Segment Start: MATERIAL FOR THE TASK

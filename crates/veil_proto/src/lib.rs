//! veil_proto — Wire types and serialisation for Veil Messenger
//!
//! All on-wire types are serialised to JSON and carry stable, enumerable
//! error codes so client UIs can branch on cause without parsing prose.
//!
//! # Modules
//! - `envelope` — message shapes around the encrypted envelope, plus
//!   fail-fast envelope validation (runs before anything enters the queue)
//! - `api`      — API request/response types shared between clients and the
//!   HTTP layer
//! - `event`    — real-time channel events pushed to connected recipients

pub mod api;
pub mod envelope;
pub mod event;

pub use api::{ErrorCode, ErrorResponse, SendRequest, SendResponse};
pub use envelope::{
    validate_envelope, EnvelopeValidationError, MessageKind, NewMessage, PersistedMessage,
};
pub use event::ServerEvent;

// Re-exported so wire consumers need only this crate.
pub use veil_crypto::EncryptedEnvelope;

Segment End: MATERIAL FOR THE TASK

### WORK TO COMPLETE
Nothing should be missing: every line above must be reproduced exactly.

### SOLUTION TO THIS TASK
filename crates/veil_proto/src/lib.rs
//! veil_proto — Wire types and serialisation for Veil Messenger
//!
//! All on-wire types are serialised to JSON and carry stable, enumerable
//! error codes so client UIs can branch on cause without parsing prose.
//!
//! # Modules
//! - `envelope` — message shapes around the encrypted envelope, plus
//!   fail-fast envelope validation (runs before anything enters the queue)
//! - `api`      — API request/response types shared between clients and the
//!   HTTP layer
//! - `event`    — real-time channel events pushed to connected recipients

pub mod api;
pub mod envelope;
pub mod event;

pub use api::{ErrorCode, ErrorResponse, SendRequest, SendResponse};
pub use envelope::{
    validate_envelope, EnvelopeValidationError, MessageKind, NewMessage, PersistedMessage,
};
pub use event::ServerEvent;

// Re-exported so wire consumers need only this crate.
pub use veil_crypto::EncryptedEnvelope;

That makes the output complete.